- WHAT YOU HAVE TO DO -
Lift every line from the entries that includes the word "Warning".

- DATA FOR PROCESSING -
+===+

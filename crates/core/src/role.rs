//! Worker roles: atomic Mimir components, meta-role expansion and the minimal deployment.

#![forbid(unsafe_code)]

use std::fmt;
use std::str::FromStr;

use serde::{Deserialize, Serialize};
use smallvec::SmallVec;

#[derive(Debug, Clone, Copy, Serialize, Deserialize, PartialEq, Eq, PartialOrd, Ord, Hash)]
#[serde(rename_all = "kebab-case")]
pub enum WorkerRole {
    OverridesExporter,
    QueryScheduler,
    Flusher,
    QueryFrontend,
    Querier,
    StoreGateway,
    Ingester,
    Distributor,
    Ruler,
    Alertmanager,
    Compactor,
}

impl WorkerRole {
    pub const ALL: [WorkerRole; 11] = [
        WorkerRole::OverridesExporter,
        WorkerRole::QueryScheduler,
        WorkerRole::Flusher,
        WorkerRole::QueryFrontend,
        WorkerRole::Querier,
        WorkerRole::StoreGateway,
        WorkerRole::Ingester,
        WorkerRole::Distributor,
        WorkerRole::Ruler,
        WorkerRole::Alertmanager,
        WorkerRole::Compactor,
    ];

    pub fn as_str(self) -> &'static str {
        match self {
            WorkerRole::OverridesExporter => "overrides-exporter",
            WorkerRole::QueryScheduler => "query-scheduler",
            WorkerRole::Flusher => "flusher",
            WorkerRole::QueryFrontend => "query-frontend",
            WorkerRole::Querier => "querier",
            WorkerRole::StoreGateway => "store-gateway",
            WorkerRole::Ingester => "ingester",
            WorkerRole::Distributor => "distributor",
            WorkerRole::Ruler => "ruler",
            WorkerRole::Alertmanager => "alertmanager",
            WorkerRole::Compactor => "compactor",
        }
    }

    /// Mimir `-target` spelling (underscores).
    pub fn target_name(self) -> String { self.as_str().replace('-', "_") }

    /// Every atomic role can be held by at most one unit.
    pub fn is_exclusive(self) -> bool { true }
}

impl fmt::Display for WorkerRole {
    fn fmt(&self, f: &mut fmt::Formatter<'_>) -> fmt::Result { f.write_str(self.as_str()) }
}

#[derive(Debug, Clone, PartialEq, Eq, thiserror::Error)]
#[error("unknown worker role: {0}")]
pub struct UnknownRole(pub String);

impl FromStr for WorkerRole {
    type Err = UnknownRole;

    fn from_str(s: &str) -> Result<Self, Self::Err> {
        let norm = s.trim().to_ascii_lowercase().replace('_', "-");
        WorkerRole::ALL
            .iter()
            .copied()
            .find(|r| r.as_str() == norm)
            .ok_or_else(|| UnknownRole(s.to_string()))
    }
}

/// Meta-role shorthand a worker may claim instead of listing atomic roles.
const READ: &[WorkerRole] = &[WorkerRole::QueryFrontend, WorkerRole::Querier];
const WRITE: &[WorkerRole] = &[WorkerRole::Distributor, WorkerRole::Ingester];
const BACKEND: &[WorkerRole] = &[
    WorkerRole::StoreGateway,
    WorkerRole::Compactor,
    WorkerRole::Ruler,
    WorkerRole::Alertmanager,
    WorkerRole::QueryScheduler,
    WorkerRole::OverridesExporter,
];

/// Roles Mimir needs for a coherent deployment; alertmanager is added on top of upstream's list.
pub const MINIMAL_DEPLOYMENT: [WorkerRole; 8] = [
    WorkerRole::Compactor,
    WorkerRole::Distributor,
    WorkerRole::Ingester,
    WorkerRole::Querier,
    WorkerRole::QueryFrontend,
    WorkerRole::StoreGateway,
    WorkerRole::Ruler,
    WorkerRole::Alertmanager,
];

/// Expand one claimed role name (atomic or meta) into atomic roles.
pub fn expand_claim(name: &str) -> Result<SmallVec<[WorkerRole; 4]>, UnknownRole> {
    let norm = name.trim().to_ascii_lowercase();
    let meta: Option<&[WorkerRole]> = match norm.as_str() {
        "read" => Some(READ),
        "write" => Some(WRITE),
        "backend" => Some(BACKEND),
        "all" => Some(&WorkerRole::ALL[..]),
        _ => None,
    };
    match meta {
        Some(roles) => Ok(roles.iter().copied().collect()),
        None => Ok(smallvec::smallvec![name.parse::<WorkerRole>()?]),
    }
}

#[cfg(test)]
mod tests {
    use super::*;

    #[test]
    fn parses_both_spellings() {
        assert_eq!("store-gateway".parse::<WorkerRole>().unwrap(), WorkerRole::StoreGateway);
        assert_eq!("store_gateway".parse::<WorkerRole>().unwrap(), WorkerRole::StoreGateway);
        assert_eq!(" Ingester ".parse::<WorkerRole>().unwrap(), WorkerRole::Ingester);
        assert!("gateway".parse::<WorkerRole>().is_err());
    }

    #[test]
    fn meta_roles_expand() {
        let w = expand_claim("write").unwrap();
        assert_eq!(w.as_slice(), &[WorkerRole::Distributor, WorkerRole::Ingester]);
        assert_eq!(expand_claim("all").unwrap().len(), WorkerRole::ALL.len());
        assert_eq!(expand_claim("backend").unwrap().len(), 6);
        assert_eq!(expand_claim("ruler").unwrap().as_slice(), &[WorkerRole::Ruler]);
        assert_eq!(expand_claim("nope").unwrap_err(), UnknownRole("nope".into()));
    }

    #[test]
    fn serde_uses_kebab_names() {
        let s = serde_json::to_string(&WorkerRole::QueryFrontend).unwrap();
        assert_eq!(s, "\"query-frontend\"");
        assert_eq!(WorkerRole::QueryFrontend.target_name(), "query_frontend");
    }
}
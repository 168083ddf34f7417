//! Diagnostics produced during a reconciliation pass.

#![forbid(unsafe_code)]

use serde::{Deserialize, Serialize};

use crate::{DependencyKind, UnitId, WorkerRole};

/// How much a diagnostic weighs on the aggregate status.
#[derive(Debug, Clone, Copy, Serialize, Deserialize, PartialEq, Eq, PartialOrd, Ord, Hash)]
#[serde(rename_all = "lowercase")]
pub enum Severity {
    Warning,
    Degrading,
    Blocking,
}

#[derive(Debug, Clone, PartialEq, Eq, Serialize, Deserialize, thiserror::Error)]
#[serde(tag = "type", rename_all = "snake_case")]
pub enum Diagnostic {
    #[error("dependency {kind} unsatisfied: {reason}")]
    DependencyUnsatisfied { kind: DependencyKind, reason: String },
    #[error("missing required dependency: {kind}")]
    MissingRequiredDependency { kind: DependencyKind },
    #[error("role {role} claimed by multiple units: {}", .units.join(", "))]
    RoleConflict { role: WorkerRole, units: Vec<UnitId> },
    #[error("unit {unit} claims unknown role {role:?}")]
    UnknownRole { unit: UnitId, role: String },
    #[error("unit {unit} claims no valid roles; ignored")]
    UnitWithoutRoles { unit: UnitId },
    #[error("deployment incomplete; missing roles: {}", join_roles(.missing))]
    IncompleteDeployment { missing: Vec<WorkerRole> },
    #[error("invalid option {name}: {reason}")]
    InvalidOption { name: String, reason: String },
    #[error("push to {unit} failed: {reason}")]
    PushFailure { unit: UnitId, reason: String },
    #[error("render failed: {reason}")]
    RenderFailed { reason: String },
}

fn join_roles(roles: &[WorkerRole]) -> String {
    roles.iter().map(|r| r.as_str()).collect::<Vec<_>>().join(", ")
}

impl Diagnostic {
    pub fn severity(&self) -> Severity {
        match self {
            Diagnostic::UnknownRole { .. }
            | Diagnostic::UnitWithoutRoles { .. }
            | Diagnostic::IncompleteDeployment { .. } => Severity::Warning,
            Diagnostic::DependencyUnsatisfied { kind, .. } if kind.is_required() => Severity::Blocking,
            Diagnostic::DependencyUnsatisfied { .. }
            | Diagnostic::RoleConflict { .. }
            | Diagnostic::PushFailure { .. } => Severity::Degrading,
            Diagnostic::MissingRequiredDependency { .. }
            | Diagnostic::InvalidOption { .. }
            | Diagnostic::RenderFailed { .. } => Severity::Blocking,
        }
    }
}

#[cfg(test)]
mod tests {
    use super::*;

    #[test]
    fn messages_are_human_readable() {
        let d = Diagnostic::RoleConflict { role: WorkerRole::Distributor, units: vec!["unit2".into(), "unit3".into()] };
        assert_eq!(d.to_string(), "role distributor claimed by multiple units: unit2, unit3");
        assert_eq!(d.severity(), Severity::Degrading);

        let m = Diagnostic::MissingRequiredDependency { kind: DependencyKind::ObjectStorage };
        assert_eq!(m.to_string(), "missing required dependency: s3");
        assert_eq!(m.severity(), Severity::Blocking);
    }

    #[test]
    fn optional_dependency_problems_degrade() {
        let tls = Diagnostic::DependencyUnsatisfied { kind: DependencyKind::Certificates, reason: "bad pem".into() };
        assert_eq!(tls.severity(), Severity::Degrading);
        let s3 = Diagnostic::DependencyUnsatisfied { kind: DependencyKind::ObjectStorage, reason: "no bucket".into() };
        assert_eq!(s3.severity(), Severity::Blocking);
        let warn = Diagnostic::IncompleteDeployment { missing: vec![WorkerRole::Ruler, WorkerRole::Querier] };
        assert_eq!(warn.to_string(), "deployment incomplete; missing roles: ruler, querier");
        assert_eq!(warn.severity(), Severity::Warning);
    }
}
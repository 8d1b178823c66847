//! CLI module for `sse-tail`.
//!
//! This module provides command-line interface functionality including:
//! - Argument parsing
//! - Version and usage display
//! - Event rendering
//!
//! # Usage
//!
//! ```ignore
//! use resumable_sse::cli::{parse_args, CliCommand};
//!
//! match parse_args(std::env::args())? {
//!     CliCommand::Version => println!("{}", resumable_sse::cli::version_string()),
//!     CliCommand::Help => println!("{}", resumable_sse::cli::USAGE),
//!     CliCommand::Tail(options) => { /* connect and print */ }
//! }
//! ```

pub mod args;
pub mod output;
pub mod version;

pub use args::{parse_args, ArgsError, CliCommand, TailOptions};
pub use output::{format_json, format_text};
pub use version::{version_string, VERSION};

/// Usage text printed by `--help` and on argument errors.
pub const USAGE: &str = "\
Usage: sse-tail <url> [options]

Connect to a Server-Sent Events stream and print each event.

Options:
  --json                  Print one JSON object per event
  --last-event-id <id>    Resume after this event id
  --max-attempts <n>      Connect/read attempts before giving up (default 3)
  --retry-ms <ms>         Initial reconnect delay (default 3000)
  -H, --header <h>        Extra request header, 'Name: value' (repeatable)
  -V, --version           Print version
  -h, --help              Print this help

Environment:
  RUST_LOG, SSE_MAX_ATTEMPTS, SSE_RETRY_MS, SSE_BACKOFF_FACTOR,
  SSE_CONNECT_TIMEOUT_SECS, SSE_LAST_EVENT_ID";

+===+

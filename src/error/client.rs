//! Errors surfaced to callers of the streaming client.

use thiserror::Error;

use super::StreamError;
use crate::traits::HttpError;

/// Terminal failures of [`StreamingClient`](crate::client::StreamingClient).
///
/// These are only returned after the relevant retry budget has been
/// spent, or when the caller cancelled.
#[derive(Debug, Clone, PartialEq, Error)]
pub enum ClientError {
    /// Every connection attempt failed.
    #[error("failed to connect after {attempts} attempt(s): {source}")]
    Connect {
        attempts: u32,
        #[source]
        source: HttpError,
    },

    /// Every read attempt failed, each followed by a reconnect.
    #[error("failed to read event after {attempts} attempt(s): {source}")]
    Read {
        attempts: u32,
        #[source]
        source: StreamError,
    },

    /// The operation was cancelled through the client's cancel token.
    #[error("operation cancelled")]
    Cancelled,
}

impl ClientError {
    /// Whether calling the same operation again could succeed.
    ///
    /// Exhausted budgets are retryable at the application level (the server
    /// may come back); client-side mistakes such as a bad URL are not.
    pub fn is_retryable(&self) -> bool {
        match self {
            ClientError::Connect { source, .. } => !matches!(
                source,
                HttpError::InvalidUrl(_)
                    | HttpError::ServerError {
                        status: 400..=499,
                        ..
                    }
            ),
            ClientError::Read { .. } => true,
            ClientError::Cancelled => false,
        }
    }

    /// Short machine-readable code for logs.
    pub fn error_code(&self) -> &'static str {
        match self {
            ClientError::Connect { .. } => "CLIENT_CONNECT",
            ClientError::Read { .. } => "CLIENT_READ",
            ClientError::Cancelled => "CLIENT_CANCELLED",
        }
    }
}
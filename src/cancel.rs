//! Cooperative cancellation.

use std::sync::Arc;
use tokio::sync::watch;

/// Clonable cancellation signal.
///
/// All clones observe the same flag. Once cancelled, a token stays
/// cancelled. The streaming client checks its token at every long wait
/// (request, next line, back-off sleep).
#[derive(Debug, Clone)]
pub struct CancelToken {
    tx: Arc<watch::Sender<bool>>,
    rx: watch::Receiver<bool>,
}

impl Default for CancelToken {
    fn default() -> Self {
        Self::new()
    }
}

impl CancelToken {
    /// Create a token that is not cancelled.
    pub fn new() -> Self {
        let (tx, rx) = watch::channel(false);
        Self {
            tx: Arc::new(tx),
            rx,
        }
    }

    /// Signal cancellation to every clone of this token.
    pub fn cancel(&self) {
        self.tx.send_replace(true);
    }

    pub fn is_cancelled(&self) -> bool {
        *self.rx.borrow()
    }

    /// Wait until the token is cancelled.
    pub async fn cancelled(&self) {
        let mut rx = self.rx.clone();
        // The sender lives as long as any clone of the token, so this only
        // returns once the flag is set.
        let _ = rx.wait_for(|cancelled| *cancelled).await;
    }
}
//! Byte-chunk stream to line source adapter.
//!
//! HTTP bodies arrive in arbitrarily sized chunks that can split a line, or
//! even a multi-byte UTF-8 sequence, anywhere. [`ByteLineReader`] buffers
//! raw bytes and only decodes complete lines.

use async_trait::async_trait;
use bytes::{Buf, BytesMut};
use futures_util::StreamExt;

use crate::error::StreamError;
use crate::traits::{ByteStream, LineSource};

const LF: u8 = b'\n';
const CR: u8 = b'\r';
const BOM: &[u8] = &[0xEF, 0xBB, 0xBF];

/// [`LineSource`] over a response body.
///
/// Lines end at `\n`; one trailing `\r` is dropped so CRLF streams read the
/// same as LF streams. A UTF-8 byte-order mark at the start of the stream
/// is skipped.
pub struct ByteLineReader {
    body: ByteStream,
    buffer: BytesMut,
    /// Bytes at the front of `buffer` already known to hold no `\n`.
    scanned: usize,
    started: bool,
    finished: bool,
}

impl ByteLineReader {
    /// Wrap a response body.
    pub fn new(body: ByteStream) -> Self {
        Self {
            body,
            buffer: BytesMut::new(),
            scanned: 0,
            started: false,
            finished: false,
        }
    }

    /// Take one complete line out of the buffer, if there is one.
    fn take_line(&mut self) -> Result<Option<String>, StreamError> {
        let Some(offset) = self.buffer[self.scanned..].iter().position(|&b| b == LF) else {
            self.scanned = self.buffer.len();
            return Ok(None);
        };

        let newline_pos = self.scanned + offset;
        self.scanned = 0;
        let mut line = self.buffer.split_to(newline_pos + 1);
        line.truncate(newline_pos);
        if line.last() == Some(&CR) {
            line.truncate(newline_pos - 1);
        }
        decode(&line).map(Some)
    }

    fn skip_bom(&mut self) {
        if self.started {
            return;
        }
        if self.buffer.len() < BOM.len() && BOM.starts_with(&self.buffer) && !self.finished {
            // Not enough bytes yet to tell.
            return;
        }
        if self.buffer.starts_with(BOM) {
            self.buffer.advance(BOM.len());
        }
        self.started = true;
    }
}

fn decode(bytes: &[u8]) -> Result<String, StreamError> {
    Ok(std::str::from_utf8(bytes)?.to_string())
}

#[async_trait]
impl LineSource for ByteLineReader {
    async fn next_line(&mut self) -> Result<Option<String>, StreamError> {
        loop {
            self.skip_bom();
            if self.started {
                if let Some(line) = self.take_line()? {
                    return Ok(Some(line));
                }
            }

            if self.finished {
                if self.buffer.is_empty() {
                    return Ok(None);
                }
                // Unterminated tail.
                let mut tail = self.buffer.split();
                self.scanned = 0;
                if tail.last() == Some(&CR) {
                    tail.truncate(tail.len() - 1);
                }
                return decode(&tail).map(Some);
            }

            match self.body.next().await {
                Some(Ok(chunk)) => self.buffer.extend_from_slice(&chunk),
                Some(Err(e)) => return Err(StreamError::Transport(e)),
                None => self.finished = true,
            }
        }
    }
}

+===+

- YOUR RESPONSE -
    Warning,
            | Diagnostic::IncompleteDeployment { .. } => Severity::Warning,
        assert_eq!(warn.severity(), Severity::Warning);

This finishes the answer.